1949 British film by John Paddy Carstairs

The Chiltern Hundreds (released in the U.S. as The Amazing Mr. Beecham) is a 1949 British politically-themed comedy film directed by John Paddy Carstairs and starring Lana Morris, David Tomlinson and Cecil Parker. It was written by William Douglas-Home and Patrick Kirwan, adapted from Douglas-Home's 1947 play of the same name.

==Synopsis==

Viscount Pym, whilst on National Service, gets leave from the British Army on the pretext of standing for Parliament as a Conservative Party candidate in his home constituency, held by his family for generations. The request is a ruse to enable Pym to marry his wealthy American fiancée June Farrell while she is still in England and before she has to return home to America. His master plan backfires when he finds himself swept into the election campaign and beaten by the more politically experienced Mr Cleghorn, the Labour Party candidate.

After losing the election, his family take the news calmly, but his fiancée is mortified, and he must now devise a plan to win her back. When Cleghorn is made a peer, Viscount Pym stands again for the newly vacant seat, however this time he fights the campaign as a Socialist candidate but is beaten once again, this time by the family butler Beecham - a steadfast Conservative.

The title of the original play and the British title of this film refers to a Parliamentary convention which applies when a Member of Parliament wishes to stand down. Since MPs cannot technically resign, they may apply for the office of Crown Steward and Bailiff of the Chiltern Hundreds instead, which is an 'office of profit under the Crown': holding such a position disqualifies them from serving as an MP.

==Production==
The film was made for £109,000.

==Critical reception==
The Monthly Film Bulletin wrote: "An entertaining and well-paced adaptation of the successful stage comedy about politics and the landed gentry."

Picture Show wrote: "Hilarious comedy.... Witty and amusing dialogue is perfectly delivered by a chosen cast, in which Cecil Parker, as the butler, gives a magnificent performance, and is run close by A.E. Matthews, whose portrayal of Lord Lister is a joy."

Variety wrote: "Although bearing obvious resemblance to its stage origin ... it is a smooth production, relying more on characterization than story, and told with a neat turn of comedy. ... At times, the action moves slowly, but the dialog is full of punch, the casting is first-rate, and the lensing and editing are up to standard."

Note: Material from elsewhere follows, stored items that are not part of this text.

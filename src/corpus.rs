//! Labeled corpus lines.
//!
//! The tweet corpus stores one document per line as `<label>\t<text>`.
//! This module only splits lines; where they come from is up to the caller.

use std::io::BufRead;

use serde::{Deserialize, Serialize};

use crate::error::{Error, Result};
use crate::maxent::category::Category;

/// Label/text separator
pub const LABEL_DELIMITER: char = '\t';

/// Raw training or evaluation document with its gold category
#[derive(Debug, Clone, PartialEq, Eq, Serialize, Deserialize)]
pub struct LabeledDocument {
    pub label: Category,
    pub text: String,
}

impl LabeledDocument {
    pub fn new<C, S>(label: C, text: S) -> Self
    where
        C: Into<Category>,
        S: Into<String>,
    {
        Self {
            label: label.into(),
            text: text.into(),
        }
    }
}

/// Split one `<label>\t<text>` line at the first tab.
/// The text may itself contain further tabs.
pub fn parse_line(line: &str) -> Result<LabeledDocument> {
    parse_numbered(line, 1)
}

fn parse_numbered(line: &str, line_no: usize) -> Result<LabeledDocument> {
    let Some((label, text)) = line.split_once(LABEL_DELIMITER) else {
        return Err(Error::MalformedLine {
            line: line_no,
            reason: "missing tab between label and text".to_string(),
        });
    };
    let label = label.trim();
    if label.is_empty() {
        return Err(Error::MalformedLine {
            line: line_no,
            reason: "empty label".to_string(),
        });
    }
    Ok(LabeledDocument::new(label, text.trim_end_matches(['\r', '\n'])))
}

/// Read every labeled line from `reader`.
/// Blank lines are skipped; line numbers in errors are 1-based.
pub fn read_labeled<R: BufRead>(reader: R) -> Result<Vec<LabeledDocument>> {
    let mut docs = Vec::new();
    for (i, line) in reader.lines().enumerate() {
        let line = line?;
        if line.trim().is_empty() {
            continue;
        }
        docs.push(parse_numbered(&line, i + 1)?);
    }
    Ok(docs)
}

#[cfg(test)]
mod tests {
    use super::*;
    use std::io::Cursor;

    #[test]
    fn splits_on_first_tab() {
        let doc = parse_line("1\tgreat\tday").unwrap();
        assert_eq!(doc.label, Category::from("1"));
        assert_eq!(doc.text, "great\tday");
    }

    #[test]
    fn missing_tab_is_malformed() {
        let err = parse_line("1 great day").unwrap_err();
        assert!(matches!(err, Error::MalformedLine { line: 1, .. }));
        let err = parse_line("\tno label").unwrap_err();
        assert!(matches!(err, Error::MalformedLine { .. }));
    }

    #[test]
    fn reads_corpus_and_skips_blanks() {
        let text = "1\tI love it\n\n0\tI hate it\r\n   \n";
        let docs = read_labeled(Cursor::new(text)).unwrap();
        assert_eq!(docs.len(), 2);
        assert_eq!(docs[1], LabeledDocument::new("0", "I hate it"));
    }

    #[test]
    fn reports_line_number() {
        let text = "1\tok\n0 broken\n";
        match read_labeled(Cursor::new(text)) {
            Err(Error::MalformedLine { line, .. }) => assert_eq!(line, 2),
            other => panic!("unexpected {:?}", other),
        }
    }
}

Bosley Crowther in The New York Times noted "a somewhat slapdash lot of fooling. It rambles all over the place and is perilously uneven in its humorous attack. But it does offer several stinging sideswipes at the "plutocrats, peers and parasites," and kids class distinctions and traditions in a pleasantly good-natured way. In the title role of the butler, Cecil Parker – he who played the pompous colonel in the last episode of Quartet – is delightfully foolish and mannered, but A. E. Matthews as the butler's ranking boss, a beautifully addle-brained old codger, runs away with the show. Mr. Matthews' illustration of the complacence of an impoverished earl may not be wholly consistent but it glistens brightly in spots. David Tomlinson also does nicely as the thoroughly light-weight young lord and Lana Morris, Tom Macaulay and Marjorie Fielding are amusing in other roles."